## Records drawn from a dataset
__________________________________________________

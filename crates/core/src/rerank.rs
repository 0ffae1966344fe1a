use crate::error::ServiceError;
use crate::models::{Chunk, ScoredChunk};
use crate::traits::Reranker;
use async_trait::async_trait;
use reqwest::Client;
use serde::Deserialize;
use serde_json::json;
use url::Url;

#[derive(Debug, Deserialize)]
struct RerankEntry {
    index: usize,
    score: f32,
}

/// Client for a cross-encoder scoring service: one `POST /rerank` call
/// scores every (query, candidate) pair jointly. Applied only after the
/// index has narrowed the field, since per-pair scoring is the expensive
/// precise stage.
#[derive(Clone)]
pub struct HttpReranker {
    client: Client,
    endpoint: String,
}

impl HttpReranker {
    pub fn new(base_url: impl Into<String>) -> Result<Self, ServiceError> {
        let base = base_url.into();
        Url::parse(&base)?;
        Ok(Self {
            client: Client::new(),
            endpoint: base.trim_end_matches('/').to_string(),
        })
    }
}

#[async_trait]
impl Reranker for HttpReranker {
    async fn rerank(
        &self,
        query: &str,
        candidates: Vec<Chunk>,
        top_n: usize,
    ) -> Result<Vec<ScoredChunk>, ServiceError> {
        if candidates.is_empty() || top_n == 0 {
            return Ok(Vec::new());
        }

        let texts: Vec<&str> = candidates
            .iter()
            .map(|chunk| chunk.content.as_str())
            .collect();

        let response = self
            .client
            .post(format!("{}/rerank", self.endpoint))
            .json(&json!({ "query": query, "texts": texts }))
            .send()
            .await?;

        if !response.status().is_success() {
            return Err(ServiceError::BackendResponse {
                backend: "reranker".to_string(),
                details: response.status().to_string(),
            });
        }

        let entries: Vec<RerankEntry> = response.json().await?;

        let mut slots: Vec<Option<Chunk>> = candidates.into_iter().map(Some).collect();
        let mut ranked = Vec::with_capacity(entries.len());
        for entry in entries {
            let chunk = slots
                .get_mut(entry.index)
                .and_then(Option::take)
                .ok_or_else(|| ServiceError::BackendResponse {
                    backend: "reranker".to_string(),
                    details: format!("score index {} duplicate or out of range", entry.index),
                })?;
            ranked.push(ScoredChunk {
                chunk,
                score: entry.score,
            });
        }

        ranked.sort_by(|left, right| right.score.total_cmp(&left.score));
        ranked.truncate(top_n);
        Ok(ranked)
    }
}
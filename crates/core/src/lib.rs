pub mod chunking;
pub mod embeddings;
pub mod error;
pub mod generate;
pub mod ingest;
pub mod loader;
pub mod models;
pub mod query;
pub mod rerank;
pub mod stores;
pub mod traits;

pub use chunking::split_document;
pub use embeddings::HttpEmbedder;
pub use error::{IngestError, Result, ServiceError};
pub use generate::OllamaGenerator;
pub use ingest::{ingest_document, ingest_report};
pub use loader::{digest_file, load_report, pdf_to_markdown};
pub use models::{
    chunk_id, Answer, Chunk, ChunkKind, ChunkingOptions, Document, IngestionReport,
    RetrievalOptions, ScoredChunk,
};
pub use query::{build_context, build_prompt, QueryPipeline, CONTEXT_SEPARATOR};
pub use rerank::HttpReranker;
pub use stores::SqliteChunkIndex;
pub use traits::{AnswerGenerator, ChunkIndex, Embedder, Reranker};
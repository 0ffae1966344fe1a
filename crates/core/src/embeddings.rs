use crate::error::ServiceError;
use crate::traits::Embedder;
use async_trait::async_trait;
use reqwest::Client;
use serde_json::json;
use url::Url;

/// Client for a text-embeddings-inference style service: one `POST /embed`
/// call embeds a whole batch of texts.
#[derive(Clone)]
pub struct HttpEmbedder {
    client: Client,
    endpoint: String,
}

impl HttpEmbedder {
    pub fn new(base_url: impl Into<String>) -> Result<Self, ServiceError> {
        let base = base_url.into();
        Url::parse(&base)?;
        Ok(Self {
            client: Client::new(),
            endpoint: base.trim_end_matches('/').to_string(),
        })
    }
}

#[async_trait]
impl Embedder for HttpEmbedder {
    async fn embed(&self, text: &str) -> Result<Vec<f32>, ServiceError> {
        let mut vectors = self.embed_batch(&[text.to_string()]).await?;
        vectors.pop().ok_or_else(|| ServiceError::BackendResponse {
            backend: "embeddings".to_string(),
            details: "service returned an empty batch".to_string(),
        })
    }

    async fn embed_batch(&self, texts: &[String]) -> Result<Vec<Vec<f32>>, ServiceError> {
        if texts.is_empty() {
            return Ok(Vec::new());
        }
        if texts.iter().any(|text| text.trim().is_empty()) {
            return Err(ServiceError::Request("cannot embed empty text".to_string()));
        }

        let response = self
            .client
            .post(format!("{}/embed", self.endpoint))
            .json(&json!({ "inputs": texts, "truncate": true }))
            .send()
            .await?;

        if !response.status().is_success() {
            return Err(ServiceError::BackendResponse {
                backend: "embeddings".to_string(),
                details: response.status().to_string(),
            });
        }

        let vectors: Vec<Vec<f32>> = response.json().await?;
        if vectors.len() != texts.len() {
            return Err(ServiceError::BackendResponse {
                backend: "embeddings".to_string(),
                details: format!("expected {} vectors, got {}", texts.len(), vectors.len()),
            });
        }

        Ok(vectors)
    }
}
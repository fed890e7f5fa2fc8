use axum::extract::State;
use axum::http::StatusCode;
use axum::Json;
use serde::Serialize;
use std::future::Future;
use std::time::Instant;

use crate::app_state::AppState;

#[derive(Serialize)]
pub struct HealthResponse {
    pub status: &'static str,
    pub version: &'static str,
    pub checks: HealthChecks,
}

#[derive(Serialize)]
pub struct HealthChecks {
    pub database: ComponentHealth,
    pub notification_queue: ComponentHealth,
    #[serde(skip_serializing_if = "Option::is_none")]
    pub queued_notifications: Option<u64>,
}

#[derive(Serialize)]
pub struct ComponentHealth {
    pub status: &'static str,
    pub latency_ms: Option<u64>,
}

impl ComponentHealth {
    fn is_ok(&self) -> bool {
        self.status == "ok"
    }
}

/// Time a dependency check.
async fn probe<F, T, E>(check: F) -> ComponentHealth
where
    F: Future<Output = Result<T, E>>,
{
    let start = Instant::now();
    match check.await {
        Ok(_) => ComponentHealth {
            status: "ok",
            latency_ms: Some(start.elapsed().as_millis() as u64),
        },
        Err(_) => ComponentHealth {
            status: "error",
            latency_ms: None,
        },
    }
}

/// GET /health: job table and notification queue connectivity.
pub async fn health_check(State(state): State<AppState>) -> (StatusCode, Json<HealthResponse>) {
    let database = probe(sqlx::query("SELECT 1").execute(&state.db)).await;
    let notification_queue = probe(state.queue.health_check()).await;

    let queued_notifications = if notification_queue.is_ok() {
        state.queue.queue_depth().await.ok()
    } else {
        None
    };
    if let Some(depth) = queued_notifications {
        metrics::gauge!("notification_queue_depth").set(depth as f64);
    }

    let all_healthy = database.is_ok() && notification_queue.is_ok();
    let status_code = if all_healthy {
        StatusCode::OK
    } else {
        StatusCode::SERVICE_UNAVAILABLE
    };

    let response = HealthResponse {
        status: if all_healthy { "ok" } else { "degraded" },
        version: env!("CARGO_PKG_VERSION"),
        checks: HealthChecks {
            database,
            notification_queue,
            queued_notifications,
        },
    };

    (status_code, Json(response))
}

__________________________________________________

Scan the data for lines containing "call" and copy all of them.

/// Client for a cross-encoder scoring service: one `POST /rerank` call
/// call embeds a whole batch of texts.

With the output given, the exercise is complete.